### Material to process
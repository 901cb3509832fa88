//! Vendor API transport.
//!
//! The [`Transport`] trait sends one JSON request to a vendor API and
//! returns the decoded body, allowing for different implementations (real
//! HTTP, mock for testing).
//!
//! # Testing
//!
//! Use [`MockTransport`] for testing without network access:
//!
//! ```
//! use vpskit::transport::{Method, MockTransport, Transport};
//! use serde_json::json;
//!
//! let mock = MockTransport::new("hetzner")
//!     .on(Method::Get, "locations", json!({ "locations": [] }));
//!
//! let body = mock.get("locations").unwrap();
//! assert_eq!(body["locations"], json!([]));
//! assert!(mock.get("servers").is_err());
//! ```

pub mod http;

pub use self::http::HttpTransport;

use crate::error::{Error, Result};
use serde_json::Value;
use std::collections::{HashMap, VecDeque};
use std::fmt;
use std::sync::{Arc, Mutex};

/// HTTP method.
#[derive(Debug, Clone, Copy, PartialEq, Eq, Hash)]
pub enum Method {
    /// GET
    Get,
    /// POST with a JSON body
    Post,
    /// DELETE
    Delete,
}

impl fmt::Display for Method {
    fn fmt(&self, f: &mut fmt::Formatter<'_>) -> fmt::Result {
        match self {
            Self::Get => write!(f, "GET"),
            Self::Post => write!(f, "POST"),
            Self::Delete => write!(f, "DELETE"),
        }
    }
}

/// Sends JSON requests to one vendor API.
///
/// `endpoint` is relative to the API base and may carry a fixed query
/// string. Values that come from a vendor, such as pagination cursors, go
/// through [`Transport::get_query`] so the transport encodes them.
/// Non-success statuses come back as [`Error::Provider`]; an empty body
/// decodes to `Value::Null`.
pub trait Transport: Send + Sync {
    /// Send one request.
    fn request(&self, method: Method, endpoint: &str, body: Option<&Value>) -> Result<Value>;

    /// GET an endpoint with query parameters appended.
    fn get_query(&self, endpoint: &str, query: &[(&str, &str)]) -> Result<Value>;

    /// GET an endpoint.
    fn get(&self, endpoint: &str) -> Result<Value> {
        self.request(Method::Get, endpoint, None)
    }

    /// POST a JSON body.
    fn post(&self, endpoint: &str, body: &Value) -> Result<Value> {
        self.request(Method::Post, endpoint, Some(body))
    }

    /// DELETE an endpoint, discarding any body.
    fn delete(&self, endpoint: &str) -> Result<()> {
        self.request(Method::Delete, endpoint, None).map(|_| ())
    }
}

/// A request seen by [`MockTransport`].
#[derive(Debug, Clone, PartialEq)]
pub struct RecordedRequest {
    /// Method used.
    pub method: Method,
    /// Endpoint, including query string.
    pub endpoint: String,
    /// JSON body, for POST.
    pub body: Option<Value>,
}

#[derive(Debug, Clone)]
enum MockReply {
    Json(Value),
    Status(u16, String),
}

/// Mock transport for testing without network access.
///
/// Replies are queued per `(method, endpoint)`. Each request pops the
/// front reply; the last reply is sticky, so a route answered once keeps
/// answering the same way. Unknown routes return a 404 provider error.
///
/// Query parameters passed to [`Transport::get_query`] are joined onto the
/// endpoint unencoded (`plans?cursor=a=b`), so routes name the values as
/// the vendor sent them.
#[derive(Debug, Clone)]
pub struct MockTransport {
    provider: String,
    routes: Arc<Mutex<HashMap<(Method, String), VecDeque<MockReply>>>>,
    requests: Arc<Mutex<Vec<RecordedRequest>>>,
}

impl MockTransport {
    /// Create an empty mock for `provider`.
    #[must_use]
    pub fn new(provider: impl Into<String>) -> Self {
        Self {
            provider: provider.into(),
            routes: Arc::default(),
            requests: Arc::default(),
        }
    }

    /// Queue a JSON reply.
    #[must_use]
    pub fn on(self, method: Method, endpoint: impl Into<String>, body: Value) -> Self {
        self.push(method, endpoint.into(), MockReply::Json(body));
        self
    }

    /// Queue an error status reply.
    #[must_use]
    pub fn on_status(
        self,
        method: Method,
        endpoint: impl Into<String>,
        status: u16,
        message: impl Into<String>,
    ) -> Self {
        self.push(method, endpoint.into(), MockReply::Status(status, message.into()));
        self
    }

    fn push(&self, method: Method, endpoint: String, reply: MockReply) {
        let mut routes = self.routes.lock().unwrap();
        routes.entry((method, endpoint)).or_default().push_back(reply);
    }

    /// All requests made so far.
    pub fn requests(&self) -> Vec<RecordedRequest> {
        self.requests.lock().unwrap().clone()
    }

    /// Number of requests made to one route.
    pub fn count(&self, method: Method, endpoint: &str) -> usize {
        self.requests
            .lock()
            .unwrap()
            .iter()
            .filter(|r| r.method == method && r.endpoint == endpoint)
            .count()
    }

    /// Body of the last POST to `endpoint`.
    pub fn last_body(&self, endpoint: &str) -> Option<Value> {
        self.requests
            .lock()
            .unwrap()
            .iter()
            .rev()
            .find(|r| r.method == Method::Post && r.endpoint == endpoint)
            .and_then(|r| r.body.clone())
    }
}

impl Transport for MockTransport {
    fn request(&self, method: Method, endpoint: &str, body: Option<&Value>) -> Result<Value> {
        self.requests.lock().unwrap().push(RecordedRequest {
            method,
            endpoint: endpoint.to_string(),
            body: body.cloned(),
        });

        let reply = {
            let mut routes = self.routes.lock().unwrap();
            routes
                .get_mut(&(method, endpoint.to_string()))
                .and_then(|queue| {
                    if queue.len() > 1 {
                        queue.pop_front()
                    } else {
                        queue.front().cloned()
                    }
                })
        };

        match reply {
            Some(MockReply::Json(value)) => Ok(value),
            Some(MockReply::Status(status, message)) => Err(Error::Provider {
                provider: self.provider.clone(),
                endpoint: endpoint.to_string(),
                status,
                message,
            }),
            None => Err(Error::Provider {
                provider: self.provider.clone(),
                endpoint: endpoint.to_string(),
                status: 404,
                message: format!("no mock route for {method} {endpoint}"),
            }),
        }
    }

    fn get_query(&self, endpoint: &str, query: &[(&str, &str)]) -> Result<Value> {
        let pairs: Vec<String> = query.iter().map(|(k, v)| format!("{k}={v}")).collect();
        let separator = if endpoint.contains('?') { '&' } else { '?' };
        self.get(&format!("{endpoint}{separator}{}", pairs.join("&")))
    }
}
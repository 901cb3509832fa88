//! # vpskit
//!
//! Blocking adapters for creating and deleting VPS instances.
//!
//! This crate provides:
//! - A [`ProviderAdapter`] trait with implementations for Hetzner,
//!   DigitalOcean, Vultr, Linode and externally managed hosts
//! - Server-type listings normalized to `<plan>_<region>` keys, cheapest first
//! - Idempotent SSH key upload, remembering the last uploaded handle
//! - Creation that waits until the vendor reports the server as running
//!
//! ## Example
//!
//! ```no_run
//! use vpskit::{CreateRequest, ProviderRegistry, ProviderSettings};
//!
//! let registry = ProviderRegistry::with_defaults();
//! let hetzner = registry
//!     .create("hetzner", &ProviderSettings::with_token("token"))
//!     .expect("adapter");
//!
//! for server_type in hetzner.list_server_types().expect("listing") {
//!     println!("{} {}", server_type.key, server_type);
//! }
//!
//! let request = CreateRequest::new("vps-1", "cx22_fsn1");
//! let observed = hetzner.create(None, &request).expect("server");
//! println!("{:?}", hetzner.public_address(&observed));
//! ```
//!
//! ## Testing
//!
//! Every HTTP adapter takes a [`Transport`](transport::Transport); tests use
//! [`MockTransport`](transport::MockTransport):
//!
//! ```
//! use std::sync::Arc;
//! use vpskit::providers::{HetznerAdapter, ProviderAdapter};
//! use vpskit::transport::{Method, MockTransport};
//! use vpskit::PollConfig;
//! use serde_json::json;
//!
//! let mock = MockTransport::new("hetzner")
//!     .on(Method::Delete, "servers/7", serde_json::Value::Null);
//! let adapter = HetznerAdapter::new(Arc::new(mock.clone()), PollConfig::default());
//!
//! adapter.delete(&json!({ "id": 7 })).unwrap();
//! assert_eq!(mock.count(Method::Delete, "servers/7"), 1);
//! ```

#![warn(missing_docs)]
#![warn(clippy::all)]

pub mod error;
pub mod keys;
pub mod providers;
pub mod registry;
pub mod transport;
pub mod types;

pub use error::{Error, ErrorCategory, Result};
pub use keys::{KeyHandleStore, MemoryKeyStore, sync_key};
pub use providers::{ProviderAdapter, is_present};
pub use registry::ProviderRegistry;
pub use types::{
    CreateRequest, KeyHandle, PollConfig, ProviderSettings, ServerType, price_label,
    server_type_key, sort_server_types, split_server_type_key,
};
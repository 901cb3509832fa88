pub mod apply;
pub mod keys;
pub mod plans;
pub mod proxy;
pub mod status;

use anyhow::Result;
use reconcile::ResourceDescriptor;

use crate::config::DevboxConfig;
use crate::desired::DesiredState;

/// Validated descriptors from the configured desired-state file
pub fn desired_resources(config: &DevboxConfig) -> Result<Vec<ResourceDescriptor>> {
    let path = config.desired_state_path()?;
    DesiredState::load(&path)?.into_resources()
}

/// Carry observed state over from the stored records
pub fn with_observed_state(
    desired: Vec<ResourceDescriptor>,
    previous: &[ResourceDescriptor],
) -> Vec<ResourceDescriptor> {
    desired
        .into_iter()
        .map(|mut resource| {
            if let Some(stored) = previous.iter().find(|p| p.id == resource.id) {
                if stored.provider_key != resource.provider_key && stored.exists_remotely() {
                    log::warn!(
                        "{} moved from {} to {}; remove it and re-add it under a new id to migrate",
                        resource.id,
                        stored.provider_key,
                        resource.provider_key
                    );
                }
                resource.observed_state.clone_from(&stored.observed_state);
                resource.pending_state.clone_from(&stored.pending_state);
            }
            resource
        })
        .collect()
}
use anyhow::Result;
use colored::Colorize;
use reconcile::ResourceDescriptor;

use crate::Context;
use crate::caddy;
use crate::cli::CaddyCommand;
use crate::commands;
use crate::desired::{VirtualHost, vhosts_of};
use crate::ui;

pub fn run(ctx: &Context, cmd: CaddyCommand) -> Result<()> {
    match cmd {
        CaddyCommand::Preview { vps } => preview(ctx, vps.as_deref()),
    }
}

fn preview(ctx: &Context, vps: Option<&str>) -> Result<()> {
    let config = ctx.load_config()?;
    let resources = commands::desired_resources(&config)?;
    let hosts = select_hosts(&resources, vps)?;

    if hosts.is_empty() {
        ui::info("No VPS declares virtual hosts");
        return Ok(());
    }

    let global = caddy::render(&caddy::global_config(&config.operator, &config.proxy), 0);

    for (host, vhosts) in hosts {
        ui::header(&format!("{} ({} virtual hosts)", host.id, vhosts.len()));

        println!("{}", format!("# {}/Caddyfile", caddy::CADDY_DIR).dimmed());
        println!("{global}");

        for vhost in &vhosts {
            println!();
            println!("{}", format!("# {}", caddy::site_path(vhost)).dimmed());
            println!("{}", caddy::render(&caddy::site_config(vhost), 0));
        }

        if ctx.verbose > 0 {
            ui::section("Commands");
            for command in caddy::install_commands(&config.operator, &config.proxy)
                .iter()
                .chain(caddy::vhost_commands(&vhosts).iter())
            {
                ui::dim(command);
            }
        }
    }
    Ok(())
}

/// Hosts with at least one virtual host, or the single requested one
fn select_hosts<'a>(
    resources: &'a [ResourceDescriptor],
    vps: Option<&str>,
) -> Result<Vec<(&'a ResourceDescriptor, Vec<VirtualHost>)>> {
    let mut selected = Vec::new();
    for resource in resources.iter().filter(|r| r.kind.is_host()) {
        if vps.is_some_and(|id| id != resource.id) {
            continue;
        }
        let vhosts = vhosts_of(resource)?;
        if !vhosts.is_empty() {
            selected.push((resource, vhosts));
        }
    }

    if let Some(id) = vps {
        if !resources.iter().any(|r| r.id == id && r.kind.is_host()) {
            anyhow::bail!("No VPS '{}' in the desired state", id);
        }
    }
    Ok(selected)
}
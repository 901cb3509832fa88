//! Step handler: carries out pipeline operations.
//!
//! Resource lifecycle goes through provider adapters; everything else runs
//! over SSH. Host and app records are read from the record store at the
//! time each step runs, so a step sees the address recorded by the create
//! step before it.

use anyhow::{Context, Result, bail};
use reconcile::{BatchStep, ResourceDescriptor, ResourceKind, StepHandler, StepOutcome};
use serde_json::{Value, json};
use sshkit::RemoteExecutor;
use std::sync::Arc;
use vpskit::{CreateRequest, ProviderAdapter, ProviderRegistry};

use crate::app::{self, AppConfig};
use crate::caddy;
use crate::config::DevboxConfig;
use crate::credential::{self, Credential};
use crate::desired::vhosts_of;
use crate::pipeline::Op;
use crate::scripts;
use crate::store::RecordStore;

const ROOT: &str = "root";

pub struct DevboxHandler {
    registry: ProviderRegistry,
    config: DevboxConfig,
    executor: RemoteExecutor,
    store: Arc<dyn RecordStore>,
    credential: Credential,
    login: String,
}

impl DevboxHandler {
    pub fn new(
        registry: ProviderRegistry,
        config: DevboxConfig,
        executor: RemoteExecutor,
        store: Arc<dyn RecordStore>,
        credential: Credential,
    ) -> Self {
        let login = app::normalize_name(&config.operator.id);
        Self {
            registry,
            config,
            executor,
            store,
            credential,
            login,
        }
    }

    /// Remote login name of the operator
    pub fn login(&self) -> &str {
        &self.login
    }

    fn adapter(&self, provider: &str) -> Result<Box<dyn ProviderAdapter>> {
        let settings = self.config.provider_settings(provider);
        Ok(self.registry.create(provider, &settings)?)
    }

    fn record(&self, id: &str) -> Result<ResourceDescriptor> {
        self.store
            .get(id)
            .with_context(|| format!("No record for {id}"))
    }

    /// Address of a host that exists
    fn address_of(&self, host: &ResourceDescriptor) -> Result<String> {
        let observed = match &host.observed_state {
            Some(observed) if host.exists_remotely() => observed,
            _ => bail!("{} has not been created yet", host.id),
        };
        self.adapter(&host.provider_key)?
            .public_address(observed)
            .with_context(|| format!("No public address recorded for {}", host.id))
    }

    fn run_remote(&self, host_id: &str, user: &str, commands: &[String]) -> Result<StepOutcome> {
        let host = self.record(host_id)?;
        let address = self.address_of(&host)?;
        self.executor
            .run_many(&address, user, &self.credential.private_key, commands)?;
        Ok(StepOutcome::done())
    }

    fn as_root(&self, host_id: &str, command: impl Into<String>) -> Result<StepOutcome> {
        self.run_remote(host_id, ROOT, &[command.into()])
    }

    // ========================================================================
    // Host lifecycle
    // ========================================================================

    fn create_host(&self, id: &str) -> Result<StepOutcome> {
        let resource = self.record(id)?;
        let adapter = self.adapter(&resource.provider_key)?;

        let request = if resource.kind == ResourceKind::Manual {
            let ip = resource
                .config_str("ip")
                .with_context(|| format!("Manual host {id} has no ip"))?;
            CreateRequest::new(id, "").with_address(ip)
        } else {
            let server_type = resource
                .config_str("server_type")
                .with_context(|| format!("VPS {id} has no server_type"))?;
            let handle = adapter.upload_key(
                self.store.as_ref(),
                &credential::key_name(&self.config.operator.id),
                &self.credential.public_key,
            )?;
            CreateRequest::new(id, server_type)
                .with_key(&self.credential.public_key, Some(handle))
        };

        let observed = match adapter.create(resource.known_remote(), &request) {
            Ok(observed) => observed,
            Err(e) => {
                if let Some(server) = e.unfinished_server() {
                    log::warn!(
                        "{id} exists at {} but is not ready; the next apply resumes it",
                        adapter.key()
                    );
                    self.store.set(id, "pending_state", server.clone())?;
                    self.store.save()?;
                }
                return Err(e.into());
            }
        };
        let address = adapter.public_address(&observed);
        self.store.set(id, "observed_state", observed)?;
        self.store.set(id, "pending_state", Value::Null)?;
        self.store.save()?;

        Ok(StepOutcome::Done { detail: address })
    }

    fn delete_host(&self, id: &str) -> Result<StepOutcome> {
        let Some(resource) = self.store.get(id) else {
            return Ok(StepOutcome::Skipped {
                reason: format!("no record for {id}"),
            });
        };

        match resource.known_remote() {
            Some(remote) if !resource.is_externally_managed() => {
                match self.adapter(&resource.provider_key)?.delete(remote) {
                    Ok(()) => {}
                    Err(e) if e.is_ignorable() => {
                        log::warn!("{} already gone at {}: {}", id, resource.provider_key, e);
                    }
                    Err(e) => return Err(e.into()),
                }
            }
            _ => log::info!("{} has nothing to delete remotely", id),
        }

        self.store.remove(id);
        self.store.save()?;
        Ok(StepOutcome::done())
    }

    // ========================================================================
    // Apps
    // ========================================================================

    fn create_app(&self, host_id: &str, app_id: &str) -> Result<StepOutcome> {
        let resource = self.record(app_id)?;
        let config = AppConfig::from_descriptor(&resource)?;
        let command = app::run_command(app_id, &config);

        self.run_remote(host_id, &self.login, &[command])?;

        let container = app::normalize_name(app_id);
        self.store.set(
            app_id,
            "observed_state",
            json!({ "container": container, "host": host_id }),
        )?;
        self.store.save()?;
        Ok(StepOutcome::Done {
            detail: Some(container),
        })
    }

    /// Teardown never blocks the host's own deletion
    fn delete_app(&self, host_id: &str, app_id: &str, cleanup: bool) -> Result<StepOutcome> {
        if self.store.get(host_id).is_none_or(|h| !h.exists_remotely()) {
            if !cleanup {
                self.store.remove(app_id);
                self.store.save()?;
            }
            return Ok(StepOutcome::Skipped {
                reason: format!("host {host_id} no longer exists"),
            });
        }

        let command = if cleanup {
            app::cleanup_command(app_id)
        } else {
            app::teardown_command(app_id)
        };

        if let Err(e) = self.run_remote(host_id, &self.login, &[command]) {
            return Ok(StepOutcome::Failed {
                error: format!("{e:#}"),
                blocking: false,
            });
        }

        if !cleanup {
            self.store.remove(app_id);
            self.store.save()?;
        }
        Ok(StepOutcome::done())
    }
}

impl StepHandler<Op> for DevboxHandler {
    fn run_step(&self, step: &BatchStep<Op>) -> Result<StepOutcome> {
        let id = step.resource_id.as_str();
        match &step.operation {
            Op::CreateVps | Op::RegisterHost => self.create_host(id),
            Op::UpdatePackages => self.as_root(id, scripts::UPDATE_PACKAGES),
            Op::UpgradePackages => self.as_root(id, scripts::UPGRADE_PACKAGES),
            Op::HardenSsh => self.as_root(id, scripts::HARDEN_SSH),
            Op::InstallShell => self.as_root(id, scripts::INSTALL_OH_MY_BASH),
            Op::InstallDocker => self.as_root(id, scripts::INSTALL_DOCKER),
            Op::CreateUser => {
                self.as_root(id, scripts::create_user(&self.login, &self.credential.public_key))
            }
            Op::InstallDevEnv => self.as_root(id, scripts::INSTALL_DDEV),
            Op::InstallProxy => self.run_remote(
                id,
                ROOT,
                &caddy::install_commands(&self.config.operator, &self.config.proxy),
            ),
            Op::SyncVhosts => {
                let vhosts = vhosts_of(&self.record(id)?)?;
                self.run_remote(id, ROOT, &caddy::vhost_commands(&vhosts))
            }
            Op::DeleteVps => self.delete_host(id),
            Op::CreateApp(app_id) => self.create_app(id, app_id),
            Op::DeleteApp(app_id) => self.delete_app(id, app_id, false),
            Op::CleanupApp(app_id) => self.delete_app(id, app_id, true),
        }
    }

    fn is_blocking(&self, error: &anyhow::Error) -> bool {
        error
            .downcast_ref::<sshkit::Error>()
            .is_some_and(sshkit::Error::is_blocking)
    }
}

### What is needed
Locate and copy each line in the data above that includes the word "previous".

### Answer for the task
    previous: &[ResourceDescriptor],
            if let Some(stored) = previous.iter().find(|p| p.id == resource.id) {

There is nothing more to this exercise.